I can’t comment on precision at this point because I was only doing deckwork with rough 45 miters for outdoor screen framing rather than picture frames or something requiring tons of accuracy, but even without truing everything up, the corners fit together quite well.
The included stand was very sturdy compared to others I have seen. It has bolts that do not come out of the stand when the saw is removed (so they cannot be lost), which was a nice touch and should prevent some frustration and/or unsafe practices down the road. There is also a small hole on the side of the saw table for storing the allen wrench. Also a welcome touch.
As for downsides, there were a few, but they are not dealbreakers for my usage, and appear to be consistent with other saws in the sub-$250 price range.
First, the Menard’s website appears to be incorrect, as there is no dust collection port on the saw. Again, I plan for mostly outdoor use, so that’s okay with me. If you’re going to be doing a lot of work, you may want to consider rigging up a bag to the bottom.
Second, there was a curved plastic piece that was mounted to the motor housing and extends below the blade of the saw. It appears to be intended to prevent people/ animals from accidentally coming into contact with the running blade from underneath. Mine was very closely mounted to the blade, such that the blade actually cut into it and would not run with it installed. I do not know if this is typical or not, but I ultimately removed it. It worked wonderfully after removal. Just be careful if you have kids or animals in the area (which you probably shouldn’t with a running saw, anyway).
The miter gauge is kind of junky, but everything at this price point is, and it is in some way a product of the need to use and store it on a small jobsite saw, so I won’t knock it for that. I don’t know if the slots on the table are standard size or not, but they are squared off (not T-shaped) and should work well with a cross-cut or miter sled. On saw storage for the blade guard and anti-kickback pawls is also lacking.

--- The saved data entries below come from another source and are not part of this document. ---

use mediadupe::checkpoint::{Checkpoint, CheckpointError, Phase};
use mediadupe::duplicates::{DuplicateFinder, FinderConfig};
use std::fs::{self, OpenOptions};
use std::io::Write;
use std::path::Path;
use std::sync::Arc;
use tempfile::tempdir;

fn populate(root: &Path) {
    fs::write(root.join("a.jpg"), b"duplicate photo").unwrap();
    fs::write(root.join("b.jpg"), b"duplicate photo").unwrap();
    fs::write(root.join("c.jpg"), b"distinct photo!").unwrap();
}

fn scan_with_checkpoint(root: &Path) -> Arc<Checkpoint> {
    let cp = Arc::new(Checkpoint::load_or_init(&Checkpoint::default_path(root), root).unwrap());
    DuplicateFinder::new(FinderConfig::default().with_checkpoint(cp.clone()))
        .find_duplicates(root)
        .unwrap();
    cp
}

#[test]
fn test_scan_records_units_and_phase() {
    let dir = tempdir().unwrap();
    populate(dir.path());

    let cp = scan_with_checkpoint(dir.path());
    let stats = cp.stats();
    // one prehash per file; files below the prefix length reuse it
    assert_eq!(stats.units, 3);
    assert!(stats.phase >= Phase::Scanning);
    assert_eq!(stats.pending_intents, 0);
}

#[test]
fn test_checkpoint_file_is_not_scanned() {
    let dir = tempdir().unwrap();
    populate(dir.path());
    let cp = scan_with_checkpoint(dir.path());
    drop(cp);

    let outcome = DuplicateFinder::with_defaults()
        .find_duplicates(dir.path())
        .unwrap();
    assert_eq!(outcome.summary.total_files, 3);
}

#[test]
fn test_corrupted_record_is_fatal() {
    let dir = tempdir().unwrap();
    populate(dir.path());
    let path = Checkpoint::default_path(dir.path());
    drop(scan_with_checkpoint(dir.path()));

    let content = fs::read_to_string(&path).unwrap();
    let target = content
        .lines()
        .position(|line| line.contains("\"type\":\"unit\""))
        .unwrap();
    let tampered: Vec<String> = content
        .lines()
        .enumerate()
        .map(|(i, line)| {
            if i == target {
                line.replacen("\"value\":\"", "\"value\":\"00", 1)
            } else {
                line.to_string()
            }
        })
        .collect();
    fs::write(&path, tampered.join("\n") + "\n").unwrap();

    let err = Checkpoint::load_or_init(&path, dir.path()).unwrap_err();
    assert!(err.is_corruption());
    assert!(matches!(err, CheckpointError::Corrupt { line, .. } if line == target + 1));
    assert!(err.to_string().contains("--discard-checkpoint"));

    // inspect reports the same damage without repairing anything
    assert!(Checkpoint::inspect(&path).unwrap_err().is_corruption());
    assert_eq!(fs::read_to_string(&path).unwrap(), tampered.join("\n") + "\n");
}

#[test]
fn test_torn_final_line_is_dropped() {
    let dir = tempdir().unwrap();
    populate(dir.path());
    let path = Checkpoint::default_path(dir.path());
    let units = scan_with_checkpoint(dir.path()).stats().units;

    let mut file = OpenOptions::new().append(true).open(&path).unwrap();
    file.write_all(b"{\"seq\":99,\"checksum\":\"ab").unwrap();
    drop(file);

    let cp = Checkpoint::load_or_init(&path, dir.path()).unwrap();
    assert!(cp.is_resumed());
    assert_eq!(cp.stats().units, units);
    assert!(fs::read_to_string(&path).unwrap().ends_with('\n'));
}

#[test]
fn test_checkpoint_from_other_root_is_rejected() {
    let dir = tempdir().unwrap();
    let other = tempdir().unwrap();
    let path = Checkpoint::default_path(dir.path());
    drop(Checkpoint::load_or_init(&path, other.path()).unwrap());

    let err = Checkpoint::load_or_init(&path, dir.path()).unwrap_err();
    assert!(matches!(err, CheckpointError::RootMismatch { .. }));
    assert!(err.is_corruption());
}

#[test]
fn test_discard_then_fresh_run() {
    let dir = tempdir().unwrap();
    populate(dir.path());
    let path = Checkpoint::default_path(dir.path());
    drop(scan_with_checkpoint(dir.path()));
    fs::write(&path, "not json at all\n").unwrap();

    assert!(Checkpoint::load_or_init(&path, dir.path()).is_err());
    assert!(Checkpoint::discard(&path).unwrap());
    assert!(!Checkpoint::discard(&path).unwrap());

    let cp = Checkpoint::load_or_init(&path, dir.path()).unwrap();
    assert!(!cp.is_resumed());
    assert_eq!(cp.stats().units, 0);
}

#[test]
fn test_inspect_and_finish() {
    let dir = tempdir().unwrap();
    populate(dir.path());
    let path = Checkpoint::default_path(dir.path());
    assert!(Checkpoint::inspect(&path).unwrap().is_none());

    let cp = scan_with_checkpoint(dir.path());
    let (header, stats) = Checkpoint::inspect(&path).unwrap().unwrap();
    assert_eq!(header.run_id, cp.run_id());
    assert_eq!(stats, cp.stats());

    Arc::try_unwrap(cp).unwrap().finish().unwrap();
    assert!(!path.exists());
}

That’s really it. I’m very pleased with the saw, and I feel the online gamble worked out really well, especially for the price. The saw feels just as sturdy as the DeWalts I was looking at, and the stand feels even sturdier. I think the double rail fence system seems to work as well as the rack and pinion setup at least at this point, with the only downside being that rips beyond 4 inches or so require a wider work area compared to the rack and pinion setup. I’d say the Delta is a vast improvement over the $180 and $250 options from Ryobi that I played with in store at least from a fence mechanism standpoint, and it is way, WAY better than any of the real bottom of the barrel stuff from Blue Hawk, Craftsman Evolv, etc. that’s at a comparable price point to the sale price.
I’ll add the caveat that this is my first table saw experience outside of using my father’s portable Craftsman saw probably 15-20 years ago, which I really can’t remember, and after using a SawStop cabinet saw at a woodworking class a few months back, so I do not have a ton of experience on which to draw comparisons, but so far, I’m very happy.